There are a number of ways to stream music online: Pandora is like a radio station that plays stuff you like but doesn't take requests; YouTube plays individual songs that folks and corporations have uploaded and Spotify is a music library that plays whatever you want (if they have it), whenever you want it. Some of these services only work when you're online, but some, like Spotify, allow you to download your playlist songs and carry them around. For many music listeners, the choice is obvious – why would you ever buy a CD or pay for a download when you can stream your favourite albums and artists either for free, or for a nominal monthly charge?

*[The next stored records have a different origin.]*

//! Update: modify, reboot if a parameter group needs it, tags, roles

use super::{HandlerEvent, HandlerRequest, Handlers};
use crate::model::{DbInstance, ObservedInstance};
use crate::provider::{DbApi, ModifyInstanceRequest, RebootRequest};
use crate::{roles, rules, stabilize, tagging, translate};
use reconcile::{CallbackContext, Operation, Pipeline, Poller, Progress, Step, step};

pub(super) const MODIFY_STEP: &str = "modify-db-instance";
const REBOOT_STEP: &str = "reboot-db-instance";

/// Modify the instance and wait until it is stable again
pub(super) fn modify_step(
    api: &dyn DbApi,
    threshold: u32,
) -> Step<'_, DbInstance, ModifyInstanceRequest, ObservedInstance> {
    Step::new(MODIFY_STEP, translate::modify_request, move |request| {
        api.modify_db_instance(request)
    })
    .stabilize(move |_, _, model: &DbInstance, ctx| {
        stabilize::instance_stabilized(api, &model.identifier, threshold, ctx)
    })
    .rules(&rules::UPDATE)
}

fn reboot_step(
    api: &dyn DbApi,
    threshold: u32,
) -> Step<'_, DbInstance, RebootRequest, ObservedInstance> {
    Step::new(REBOOT_STEP, translate::reboot_request, move |request| {
        api.reboot_db_instance(request)
    })
    .stabilize(move |_, _, model: &DbInstance, ctx| {
        stabilize::instance_stabilized(api, &model.identifier, threshold, ctx)
    })
    .rules(&rules::UPDATE)
}

/// Reboot when a parameter group reports `pending-reboot`
///
/// Once the reboot is issued, later invocations only wait for it.
fn reboot_if_pending(
    api: &dyn DbApi,
    model: &DbInstance,
    threshold: u32,
    ctx: &mut CallbackContext,
    poller: &Poller<'_>,
) -> Progress {
    if !step::is_invoked(ctx, REBOOT_STEP) {
        match api.describe_db_instance(&model.identifier) {
            Ok(observed) if !stabilize::needs_reboot(&observed) => return Progress::Done,
            Ok(_) => log::info!("{}: parameter group pending reboot", model.identifier),
            Err(err) => return rules::UPDATE.classify(&err).into_progress(&err),
        }
    }
    reboot_step(api, threshold).evaluate(model, ctx, poller)
}

pub(super) fn handle(h: &Handlers<'_>, request: HandlerRequest) -> HandlerEvent {
    let desired_tags = request.desired_tags();
    let previous_tags = request.previous_tags();
    let previous_roles = request
        .previous
        .as_ref()
        .map(|p| p.associated_roles.clone())
        .unwrap_or_default();
    let parameter_group_changed = request
        .previous
        .as_ref()
        .is_none_or(|p| p.db_parameter_group != request.desired.db_parameter_group);

    let api = h.client_for(&request.desired);
    let threshold = h.probe_threshold();
    let soft_fail = h.config().soft_fail_tags.enabled;
    let poller = h.poller();

    let pipeline = Pipeline::new(Operation::Update)
        .step(modify_step(api, threshold))
        .stage("reboot", |model: &DbInstance, ctx, poller| {
            if !parameter_group_changed && !step::is_invoked(ctx, REBOOT_STEP) {
                return Progress::Done;
            }
            reboot_if_pending(h.api, model, threshold, ctx, poller)
        })
        .stage("tags", |model, ctx, poller| {
            tagging::update_tags(
                h.api,
                &model.identifier,
                &previous_tags,
                &desired_tags,
                soft_fail,
                ctx,
                poller,
            )
        })
        .stage("roles", |model, ctx, poller| {
            roles::reconcile_roles(
                h.api,
                &model.identifier,
                &previous_roles,
                &model.associated_roles,
                ctx,
                poller,
            )
        })
        .rules(&rules::DEFAULT);

    pipeline.run(request.desired, request.context, &poller, |model, _| {
        h.read_output(&model.identifier)
    })
}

Not surprisingly, streaming looks to be the future of music consumption – it already is the future in Scandinavia, where Spotify (the largest streaming service) started, and in Spain. Other countries are following close behind. Spotify is the second largest source of digital music revenue for labels in Europe, according to the International Federation of the Phonographic Industry (IFPI). Significantly, that's income for labels, not artists. There are other streaming services, too – Deezer, Google Play, Apple and Jimmy Iovine of Interscope has one coming called Daisy – though my guess is that, as with most web-based businesses, only one will be left standing in the end. There aren't two Facebooks or Amazons. Domination and monopoly is the name of the game in the web marketplace.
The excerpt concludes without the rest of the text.